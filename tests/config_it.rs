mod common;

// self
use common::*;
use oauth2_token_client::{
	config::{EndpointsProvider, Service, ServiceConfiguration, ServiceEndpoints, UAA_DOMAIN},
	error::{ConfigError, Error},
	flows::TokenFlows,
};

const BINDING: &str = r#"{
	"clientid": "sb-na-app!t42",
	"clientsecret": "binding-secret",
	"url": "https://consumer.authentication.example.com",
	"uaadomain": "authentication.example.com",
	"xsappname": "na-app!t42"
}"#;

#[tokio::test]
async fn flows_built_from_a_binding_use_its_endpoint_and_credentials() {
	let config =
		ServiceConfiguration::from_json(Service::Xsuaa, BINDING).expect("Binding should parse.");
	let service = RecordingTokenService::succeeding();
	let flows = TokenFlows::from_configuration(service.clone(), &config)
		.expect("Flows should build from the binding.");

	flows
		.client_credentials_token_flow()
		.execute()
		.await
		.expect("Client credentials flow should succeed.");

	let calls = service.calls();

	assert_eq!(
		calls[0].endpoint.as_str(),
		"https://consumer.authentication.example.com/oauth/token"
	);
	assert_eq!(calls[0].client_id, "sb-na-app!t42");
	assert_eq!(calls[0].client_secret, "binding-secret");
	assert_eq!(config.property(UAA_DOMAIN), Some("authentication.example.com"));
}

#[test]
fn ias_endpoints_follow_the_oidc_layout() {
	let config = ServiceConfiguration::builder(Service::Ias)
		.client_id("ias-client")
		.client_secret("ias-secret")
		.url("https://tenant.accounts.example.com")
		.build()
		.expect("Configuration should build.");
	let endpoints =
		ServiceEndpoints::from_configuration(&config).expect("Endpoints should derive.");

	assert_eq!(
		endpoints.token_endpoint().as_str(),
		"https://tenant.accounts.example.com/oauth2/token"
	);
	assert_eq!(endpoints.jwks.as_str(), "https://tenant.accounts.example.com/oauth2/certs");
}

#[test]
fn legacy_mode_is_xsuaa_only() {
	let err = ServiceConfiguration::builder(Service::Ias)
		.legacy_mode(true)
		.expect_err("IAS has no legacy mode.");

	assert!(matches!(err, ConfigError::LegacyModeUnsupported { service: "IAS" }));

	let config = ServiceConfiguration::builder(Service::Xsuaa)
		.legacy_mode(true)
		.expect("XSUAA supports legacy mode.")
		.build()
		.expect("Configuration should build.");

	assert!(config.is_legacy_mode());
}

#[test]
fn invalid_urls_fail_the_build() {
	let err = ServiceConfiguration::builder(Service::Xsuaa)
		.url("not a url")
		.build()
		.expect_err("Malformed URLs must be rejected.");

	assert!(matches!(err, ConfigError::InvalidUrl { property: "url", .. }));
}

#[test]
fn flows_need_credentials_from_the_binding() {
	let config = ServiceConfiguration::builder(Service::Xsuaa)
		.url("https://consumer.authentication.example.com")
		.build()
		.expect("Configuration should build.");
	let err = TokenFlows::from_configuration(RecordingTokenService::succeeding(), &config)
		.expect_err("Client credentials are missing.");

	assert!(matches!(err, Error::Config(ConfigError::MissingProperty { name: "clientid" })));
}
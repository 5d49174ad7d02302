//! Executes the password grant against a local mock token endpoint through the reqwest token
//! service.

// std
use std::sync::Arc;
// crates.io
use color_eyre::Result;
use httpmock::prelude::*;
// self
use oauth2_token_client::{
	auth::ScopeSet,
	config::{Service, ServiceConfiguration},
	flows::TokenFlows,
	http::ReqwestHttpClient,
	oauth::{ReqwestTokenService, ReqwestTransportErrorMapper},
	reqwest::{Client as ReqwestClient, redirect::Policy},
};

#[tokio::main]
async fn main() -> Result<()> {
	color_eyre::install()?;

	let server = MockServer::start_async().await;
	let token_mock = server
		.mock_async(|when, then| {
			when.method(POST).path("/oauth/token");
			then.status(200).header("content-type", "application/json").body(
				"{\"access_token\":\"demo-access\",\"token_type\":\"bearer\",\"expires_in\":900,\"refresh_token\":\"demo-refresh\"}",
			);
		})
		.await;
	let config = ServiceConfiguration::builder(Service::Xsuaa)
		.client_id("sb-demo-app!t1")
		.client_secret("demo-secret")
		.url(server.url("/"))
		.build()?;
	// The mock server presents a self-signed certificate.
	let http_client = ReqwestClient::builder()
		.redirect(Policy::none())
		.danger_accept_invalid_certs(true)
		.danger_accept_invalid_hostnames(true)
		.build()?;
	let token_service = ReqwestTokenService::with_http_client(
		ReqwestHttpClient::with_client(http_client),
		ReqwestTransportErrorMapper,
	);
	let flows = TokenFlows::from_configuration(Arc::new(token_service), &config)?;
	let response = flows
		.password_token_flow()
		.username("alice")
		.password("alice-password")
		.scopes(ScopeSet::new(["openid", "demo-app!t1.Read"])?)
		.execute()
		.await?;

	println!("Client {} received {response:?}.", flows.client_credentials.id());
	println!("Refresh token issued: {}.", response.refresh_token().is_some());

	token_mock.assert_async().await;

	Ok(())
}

Goal of the exercise - What is needed here is the full listing, restated word for word.

Result of the task -
filename tests/config_it.rs
mod common;

// self
use common::*;
use oauth2_token_client::{
	config::{EndpointsProvider, Service, ServiceConfiguration, ServiceEndpoints, UAA_DOMAIN},
	error::{ConfigError, Error},
	flows::TokenFlows,
};

const BINDING: &str = r#"{
	"clientid": "sb-na-app!t42",
	"clientsecret": "binding-secret",
	"url": "https://consumer.authentication.example.com",
	"uaadomain": "authentication.example.com",
	"xsappname": "na-app!t42"
}"#;

#[tokio::test]
async fn flows_built_from_a_binding_use_its_endpoint_and_credentials() {
	let config =
		ServiceConfiguration::from_json(Service::Xsuaa, BINDING).expect("Binding should parse.");
	let service = RecordingTokenService::succeeding();
	let flows = TokenFlows::from_configuration(service.clone(), &config)
		.expect("Flows should build from the binding.");

	flows
		.client_credentials_token_flow()
		.execute()
		.await
		.expect("Client credentials flow should succeed.");

	let calls = service.calls();

	assert_eq!(
		calls[0].endpoint.as_str(),
		"https://consumer.authentication.example.com/oauth/token"
	);
	assert_eq!(calls[0].client_id, "sb-na-app!t42");
	assert_eq!(calls[0].client_secret, "binding-secret");
	assert_eq!(config.property(UAA_DOMAIN), Some("authentication.example.com"));
}

#[test]
fn ias_endpoints_follow_the_oidc_layout() {
	let config = ServiceConfiguration::builder(Service::Ias)
		.client_id("ias-client")
		.client_secret("ias-secret")
		.url("https://tenant.accounts.example.com")
		.build()
		.expect("Configuration should build.");
	let endpoints =
		ServiceEndpoints::from_configuration(&config).expect("Endpoints should derive.");

	assert_eq!(
		endpoints.token_endpoint().as_str(),
		"https://tenant.accounts.example.com/oauth2/token"
	);
	assert_eq!(endpoints.jwks.as_str(), "https://tenant.accounts.example.com/oauth2/certs");
}

#[test]
fn legacy_mode_is_xsuaa_only() {
	let err = ServiceConfiguration::builder(Service::Ias)
		.legacy_mode(true)
		.expect_err("IAS has no legacy mode.");

	assert!(matches!(err, ConfigError::LegacyModeUnsupported { service: "IAS" }));

	let config = ServiceConfiguration::builder(Service::Xsuaa)
		.legacy_mode(true)
		.expect("XSUAA supports legacy mode.")
		.build()
		.expect("Configuration should build.");

	assert!(config.is_legacy_mode());
}

#[test]
fn invalid_urls_fail_the_build() {
	let err = ServiceConfiguration::builder(Service::Xsuaa)
		.url("not a url")
		.build()
		.expect_err("Malformed URLs must be rejected.");

	assert!(matches!(err, ConfigError::InvalidUrl { property: "url", .. }));
}

#[test]
fn flows_need_credentials_from_the_binding() {
	let config = ServiceConfiguration::builder(Service::Xsuaa)
		.url("https://consumer.authentication.example.com")
		.build()
		.expect("Configuration should build.");
	let err = TokenFlows::from_configuration(RecordingTokenService::succeeding(), &config)
		.expect_err("Client credentials are missing.");

	assert!(matches!(err, Error::Config(ConfigError::MissingProperty { name: "clientid" })));
}
repository 5d49174ad7d02302
//! Executes the password grant against a local mock token endpoint through the reqwest token
//! service.

// std
use std::sync::Arc;
// crates.io
use color_eyre::Result;
use httpmock::prelude::*;
// self
use oauth2_token_client::{
	auth::ScopeSet,
	config::{Service, ServiceConfiguration},
	flows::TokenFlows,
	http::ReqwestHttpClient,
	oauth::{ReqwestTokenService, ReqwestTransportErrorMapper},
	reqwest::{Client as ReqwestClient, redirect::Policy},
};

#[tokio::main]
async fn main() -> Result<()> {
	color_eyre::install()?;

	let server = MockServer::start_async().await;
	let token_mock = server
		.mock_async(|when, then| {
			when.method(POST).path("/oauth/token");
			then.status(200).header("content-type", "application/json").body(
				"{\"access_token\":\"demo-access\",\"token_type\":\"bearer\",\"expires_in\":900,\"refresh_token\":\"demo-refresh\"}",
			);
		})
		.await;
	let config = ServiceConfiguration::builder(Service::Xsuaa)
		.client_id("sb-demo-app!t1")
		.client_secret("demo-secret")
		.url(server.url("/"))
		.build()?;
	// The mock server presents a self-signed certificate.
	let http_client = ReqwestClient::builder()
		.redirect(Policy::none())
		.danger_accept_invalid_certs(true)
		.danger_accept_invalid_hostnames(true)
		.build()?;
	let token_service = ReqwestTokenService::with_http_client(
		ReqwestHttpClient::with_client(http_client),
		ReqwestTransportErrorMapper,
	);
	let flows = TokenFlows::from_configuration(Arc::new(token_service), &config)?;
	let response = flows
		.password_token_flow()
		.username("alice")
		.password("alice-password")
		.scopes(ScopeSet::new(["openid", "demo-app!t1.Read"])?)
		.execute()
		.await?;

	println!("Client {} received {response:?}.", flows.client_credentials.id());
	println!("Refresh token issued: {}.", response.refresh_token().is_some());

	token_mock.assert_async().await;

	Ok(())
}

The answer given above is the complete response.